Fu helped establish the field of medical device security. He is widely credited for pioneering research that exposed vulnerabilities in implantable medical devices, notably beginning with his 2008 IEEE paper on defibrillator security. He founded and directs the Archimedes Center for Health Care and Medical Device Cybersecurity, which trains engineers and advances research to improve cybersecurity in FDA-regulated industries. Fu served as the inaugural Acting Director of Medical Device Cybersecurity at the U.S. Food and Drug Administration (FDA), where he led national efforts to strengthen the cybersecurity of medical devices, develop regulatory policy, and foster public-private partnerships.

Fu's research has directly influenced FDA regulations and industry standards.
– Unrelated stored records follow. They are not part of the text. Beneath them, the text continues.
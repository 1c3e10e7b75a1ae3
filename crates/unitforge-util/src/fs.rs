use std::io::Write;
use std::path::Path;

/// Ensure a directory exists, creating it and any parents if needed.
pub fn ensure_dir(path: &Path) -> std::io::Result<()> {
    if !path.exists() {
        std::fs::create_dir_all(path)?;
    }
    Ok(())
}

/// Replace the file at `path` with `content` atomically: write to a
/// temporary file in the same directory, then rename over the target.
/// A reader never observes a partially written file.
pub fn write_atomic(path: &Path, content: &str) -> std::io::Result<()> {
    let dir = path.parent().unwrap_or_else(|| Path::new("."));
    ensure_dir(dir)?;
    let mut tmp = tempfile::NamedTempFile::new_in(dir)?;
    tmp.write_all(content.as_bytes())?;
    tmp.flush()?;
    tmp.persist(path).map_err(|e| e.error)?;
    Ok(())
}
//! Composition graph construction and tree rendering.

use std::collections::{HashMap, HashSet};
use std::fmt;

use petgraph::graph::{DiGraph, NodeIndex};
use petgraph::visit::EdgeRef;
use petgraph::Direction;

use unitforge_core::unit::Unit;

/// A node in the composition graph: one concrete unit version.
#[derive(Debug, Clone, Eq, PartialEq, Hash)]
pub struct UnitKey {
    pub name: String,
    pub version: String,
}

impl UnitKey {
    pub fn of(unit: &Unit) -> Self {
        Self {
            name: unit.name.clone(),
            version: unit.version.to_string(),
        }
    }
}

impl fmt::Display for UnitKey {
    fn fmt(&self, f: &mut fmt::Formatter<'_>) -> fmt::Result {
        write!(f, "{}@{}", self.name, self.version)
    }
}

/// The include graph of a composition, backed by petgraph. One node per
/// concrete unit version, deduplicated.
pub struct CompositionGraph {
    graph: DiGraph<UnitKey, ()>,
    index: HashMap<String, NodeIndex>,
    pub root: Option<NodeIndex>,
}

impl Default for CompositionGraph {
    fn default() -> Self {
        Self::new()
    }
}

impl CompositionGraph {
    pub fn new() -> Self {
        Self {
            graph: DiGraph::new(),
            index: HashMap::new(),
            root: None,
        }
    }

    /// Add or retrieve a node. An existing `name@version` returns its index.
    pub fn add_node(&mut self, key: UnitKey) -> NodeIndex {
        let text = key.to_string();
        if let Some(&idx) = self.index.get(&text) {
            return idx;
        }
        let idx = self.graph.add_node(key);
        self.index.insert(text, idx);
        idx
    }

    /// Set the root node (the unit being composed).
    pub fn set_root(&mut self, idx: NodeIndex) {
        self.root = Some(idx);
    }

    /// Add an include edge. Duplicate edges collapse to one.
    pub fn add_edge(&mut self, from: NodeIndex, to: NodeIndex) {
        if !self.graph.edges(from).any(|e| e.target() == to) {
            self.graph.add_edge(from, to, ());
        }
    }

    /// Look up a node by its `name@version` key.
    pub fn find(&self, key: &str) -> Option<NodeIndex> {
        self.index.get(key).copied()
    }

    pub fn node(&self, idx: NodeIndex) -> &UnitKey {
        &self.graph[idx]
    }

    pub fn node_count(&self) -> usize {
        self.graph.node_count()
    }

    /// Direct includes of a node, in insertion order.
    pub fn includes_of(&self, idx: NodeIndex) -> Vec<NodeIndex> {
        let mut targets: Vec<NodeIndex> = self
            .graph
            .edges_directed(idx, Direction::Outgoing)
            .map(|e| e.target())
            .collect();
        // petgraph iterates outgoing edges newest-first; restore insertion order
        targets.reverse();
        targets
    }

    /// Render the include tree rooted at the composition root. A unit
    /// already printed on the current path is shown once and not expanded
    /// again.
    pub fn print_tree(&self) -> String {
        let mut output = String::new();
        let root = match self.root {
            Some(r) => r,
            None => return output,
        };

        output.push_str(&format!("{}\n", self.graph[root]));

        let mut visited = HashSet::new();
        visited.insert(root);

        let children = self.includes_of(root);
        let count = children.len();
        for (i, child) in children.iter().enumerate() {
            let is_last = i == count - 1;
            self.print_subtree(&mut output, *child, "", is_last, &mut visited);
        }
        output
    }

    fn print_subtree(
        &self,
        output: &mut String,
        idx: NodeIndex,
        prefix: &str,
        is_last: bool,
        visited: &mut HashSet<NodeIndex>,
    ) {
        let connector = if is_last { "└── " } else { "├── " };
        output.push_str(&format!("{prefix}{connector}{}\n", self.graph[idx]));

        if !visited.insert(idx) {
            return;
        }

        let child_prefix = format!("{prefix}{}", if is_last { "    " } else { "│   " });
        let children = self.includes_of(idx);
        let count = children.len();
        for (i, child) in children.iter().enumerate() {
            let is_last = i == count - 1;
            self.print_subtree(output, *child, &child_prefix, is_last, visited);
        }

        visited.remove(&idx);
    }
}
Fu has spent years informing policymakers and testifying before Congress, resulting in improved FDA regulations for medical device security.

== Awards and honors ==

- Fellow of the American Association for the Advancement of Science for distinguished contributions to science and its applications (2022)
- ACM Fellow (2022) for contributions to computer security and secure engineering of medical devices
- IEEE Fellow (2018) for contributions to embedded and medical device security
- NSF Career Award (2009 - 2013)
- Alfred P. Sloan Research Fellowship (2009–2011),
- MIT Technology Review TR35 Innovator of the Year (2009), for work on medical device security.
- Federal 100 (Fed100) Award (2013), recognizing significant impact on federal information technology.
- IEEE Security & Privacy Test of Time Award, for research on pacemaker security.
- Association for the Advancement of Medical Instrumentation (AAMI) & MedCrypt Cybersecurity Visionary Award (2023).
- Regents’ Award for Distinguished Public Service, University of Michigan (2017), for informing policymakers and Congress on computer security and medical device safety.
- Best Paper Awards from major conferences, including USENIX Security, IEEE Security & Privacy, and ACM SIGCOMM.
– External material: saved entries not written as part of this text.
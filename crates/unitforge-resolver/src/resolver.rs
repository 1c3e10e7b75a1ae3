//! Constraint resolution: pick the maximum published version that satisfies
//! a constraint.

use unitforge_core::unit::{Unit, UnitReference};
use unitforge_core::version::SemanticVersion;

use crate::catalogue::Catalogue;
use crate::error::ResolveError;

/// Pick the highest published version of `reference.name` that satisfies its
/// constraint.
///
/// Ties between versions that compare equal (differing only in build
/// metadata) break on the lexicographically greater rendered text, so the
/// choice is deterministic for a fixed published set.
pub async fn resolve_version(
    catalogue: &dyn Catalogue,
    reference: &UnitReference,
) -> Result<SemanticVersion, ResolveError> {
    let available = catalogue.list_versions(&reference.name).await?;

    let mut satisfying: Vec<&SemanticVersion> = available
        .iter()
        .filter(|v| reference.constraint.satisfies(v))
        .collect();

    if satisfying.is_empty() {
        return Err(ResolveError::NoSatisfyingVersion {
            name: reference.name.clone(),
            constraint: reference.constraint.to_string(),
            available: available.iter().map(|v| v.to_string()).collect(),
        });
    }

    satisfying.sort_by(|a, b| a.cmp(b).then_with(|| a.to_string().cmp(&b.to_string())));
    let picked = satisfying[satisfying.len() - 1].clone();
    tracing::debug!(
        unit = %reference.name,
        constraint = %reference.constraint,
        version = %picked,
        "resolved constraint"
    );
    Ok(picked)
}

/// Resolve a reference to a concrete unit: pick the version, then fetch it.
pub async fn resolve_unit(
    catalogue: &dyn Catalogue,
    reference: &UnitReference,
) -> Result<Unit, ResolveError> {
    let version = resolve_version(catalogue, reference).await?;
    Ok(catalogue.fetch(&reference.name, &version).await?)
}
== Entrepreneurship and leadership ==

Fu is the co-founder and CEO of Virta Laboratories, Inc., a healthcare cybersecurity startup founded in 2013 that specializes in detecting malware and anomalies in Internet of Things (IoT) and medical devices. Virta Labs developed PowerGuard, a device that helps hospitals and medical device manufacturers detect cybersecurity threats through power consumption analysis, offering plug-and-play security for critical healthcare infrastructure.

Fu founded and directs the Archimedes Center for Health Care and Medical Device Cybersecurity at Northeastern University, which provides training and support to improve operational technology cybersecurity in FDA-regulated industries.
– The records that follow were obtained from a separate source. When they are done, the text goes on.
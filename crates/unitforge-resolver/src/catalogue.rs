//! Catalogue abstraction: where published units come from.
//!
//! Resolution only needs two operations, listing the published versions of a
//! name and fetching one concrete unit, so the trait stays that small. The
//! in-memory implementation backs tests; the directory implementation backs
//! local workflows.

use std::collections::{BTreeMap, HashMap};
use std::path::{Path, PathBuf};

use async_trait::async_trait;
use miette::Diagnostic;
use thiserror::Error;
use unitforge_core::unit::{ManifestError, Unit, MANIFEST_FILE_NAME};
use unitforge_core::version::SemanticVersion;

use crate::error::ResolveError;

/// Raised by catalogue implementations.
#[derive(Debug, Error, Diagnostic)]
pub enum CatalogueError {
    #[error("unit `{name}` not found")]
    NotFound { name: String },

    #[error("catalogue unavailable for `{name}`: {reason}")]
    Unavailable { name: String, reason: String },

    #[error("unit `{name}` is invalid: {source}")]
    InvalidUnit {
        name: String,
        #[source]
        source: ManifestError,
    },
}

impl From<CatalogueError> for ResolveError {
    fn from(err: CatalogueError) -> Self {
        match err {
            CatalogueError::NotFound { name } => ResolveError::UnitNotFound { name },
            CatalogueError::Unavailable { name, reason } => {
                ResolveError::CatalogueUnavailable { name, reason }
            }
            // Version errors keep their own kind; everything else about a
            // bad manifest is an authoring error, not a transient failure.
            CatalogueError::InvalidUnit { name, source } => match source {
                ManifestError::Version(e) => ResolveError::Version(e),
                other => ResolveError::InvalidUnit {
                    name,
                    reason: other.to_string(),
                },
            },
        }
    }
}

/// A source of published units.
#[async_trait]
pub trait Catalogue: Send + Sync {
    /// All published versions of `name`, in ascending order. An unknown name
    /// is `NotFound`, never an empty list.
    async fn list_versions(&self, name: &str) -> Result<Vec<SemanticVersion>, CatalogueError>;

    /// Fetch one concrete unit.
    async fn fetch(&self, name: &str, version: &SemanticVersion) -> Result<Unit, CatalogueError>;
}

/// In-memory catalogue for tests and programmatic use.
#[derive(Debug, Default)]
pub struct MemoryCatalogue {
    units: HashMap<String, BTreeMap<SemanticVersion, Unit>>,
}

impl MemoryCatalogue {
    pub fn new() -> Self {
        Self::default()
    }

    /// Publish a unit, replacing any previous unit of the same name and
    /// version.
    pub fn publish(&mut self, unit: Unit) {
        self.units
            .entry(unit.name.clone())
            .or_default()
            .insert(unit.version.clone(), unit);
    }
}

#[async_trait]
impl Catalogue for MemoryCatalogue {
    async fn list_versions(&self, name: &str) -> Result<Vec<SemanticVersion>, CatalogueError> {
        let versions = self
            .units
            .get(name)
            .ok_or_else(|| CatalogueError::NotFound {
                name: name.to_string(),
            })?;
        Ok(versions.keys().cloned().collect())
    }

    async fn fetch(&self, name: &str, version: &SemanticVersion) -> Result<Unit, CatalogueError> {
        self.units
            .get(name)
            .and_then(|versions| versions.get(version))
            .cloned()
            .ok_or_else(|| CatalogueError::NotFound {
                name: name.to_string(),
            })
    }
}

/// Catalogue backed by a directory of unit subdirectories, one unit per
/// subdirectory, each holding `Unit.toml` and `UNIT.md`. A directory holds
/// one version per name.
#[derive(Debug, Clone)]
pub struct DirCatalogue {
    root: PathBuf,
}

impl DirCatalogue {
    pub fn new(root: impl Into<PathBuf>) -> Self {
        Self { root: root.into() }
    }

    pub fn root(&self) -> &Path {
        &self.root
    }

    fn load(&self, name: &str) -> Result<Unit, CatalogueError> {
        let dir = self.root.join(name);
        if !dir.join(MANIFEST_FILE_NAME).is_file() {
            return Err(CatalogueError::NotFound {
                name: name.to_string(),
            });
        }
        Unit::from_dir(&dir).map_err(|source| CatalogueError::InvalidUnit {
            name: name.to_string(),
            source,
        })
    }

    /// Load every unit under the root, sorted by name.
    pub fn load_all(&self) -> Result<Vec<Unit>, CatalogueError> {
        let entries = std::fs::read_dir(&self.root).map_err(|e| CatalogueError::Unavailable {
            name: self.root.display().to_string(),
            reason: e.to_string(),
        })?;

        let mut units = Vec::new();
        for entry in entries {
            let entry = entry.map_err(|e| CatalogueError::Unavailable {
                name: self.root.display().to_string(),
                reason: e.to_string(),
            })?;
            let path = entry.path();
            if !path.is_dir() || !path.join(MANIFEST_FILE_NAME).is_file() {
                continue;
            }
            let name = entry.file_name().to_string_lossy().into_owned();
            units.push(self.load(&name)?);
        }
        units.sort_by(|a, b| a.name.cmp(&b.name));
        Ok(units)
    }
}

#[async_trait]
impl Catalogue for DirCatalogue {
    async fn list_versions(&self, name: &str) -> Result<Vec<SemanticVersion>, CatalogueError> {
        let unit = self.load(name)?;
        Ok(vec![unit.version])
    }

    async fn fetch(&self, name: &str, version: &SemanticVersion) -> Result<Unit, CatalogueError> {
        let unit = self.load(name)?;
        if &unit.version != version {
            return Err(CatalogueError::NotFound {
                name: name.to_string(),
            });
        }
        Ok(unit)
    }
}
He has also held leadership roles in national and international organizations, including serving as the inaugural Acting Director of Medical Device Cybersecurity at the U.S. Food and Drug Administration (FDA), where he helped shape federal policy on medical device security.

Fu has chaired and served on editorial boards and steering committees, including the AAMI Biomedical Instrumentation & Technology Editorial Board, the ACM Committee on Computers and Public Policy, and the USENIX Security Steering Committee.

Fu has been involved in developing interdisciplinary medical device cybersecurity curricula and in creating the first FDA-recognized consensus standards for medical device manufacturing security.

Kevin Fu researches both technology and healthcare, emphasizing safety, security, and mentorship in cybersecurity and engineering.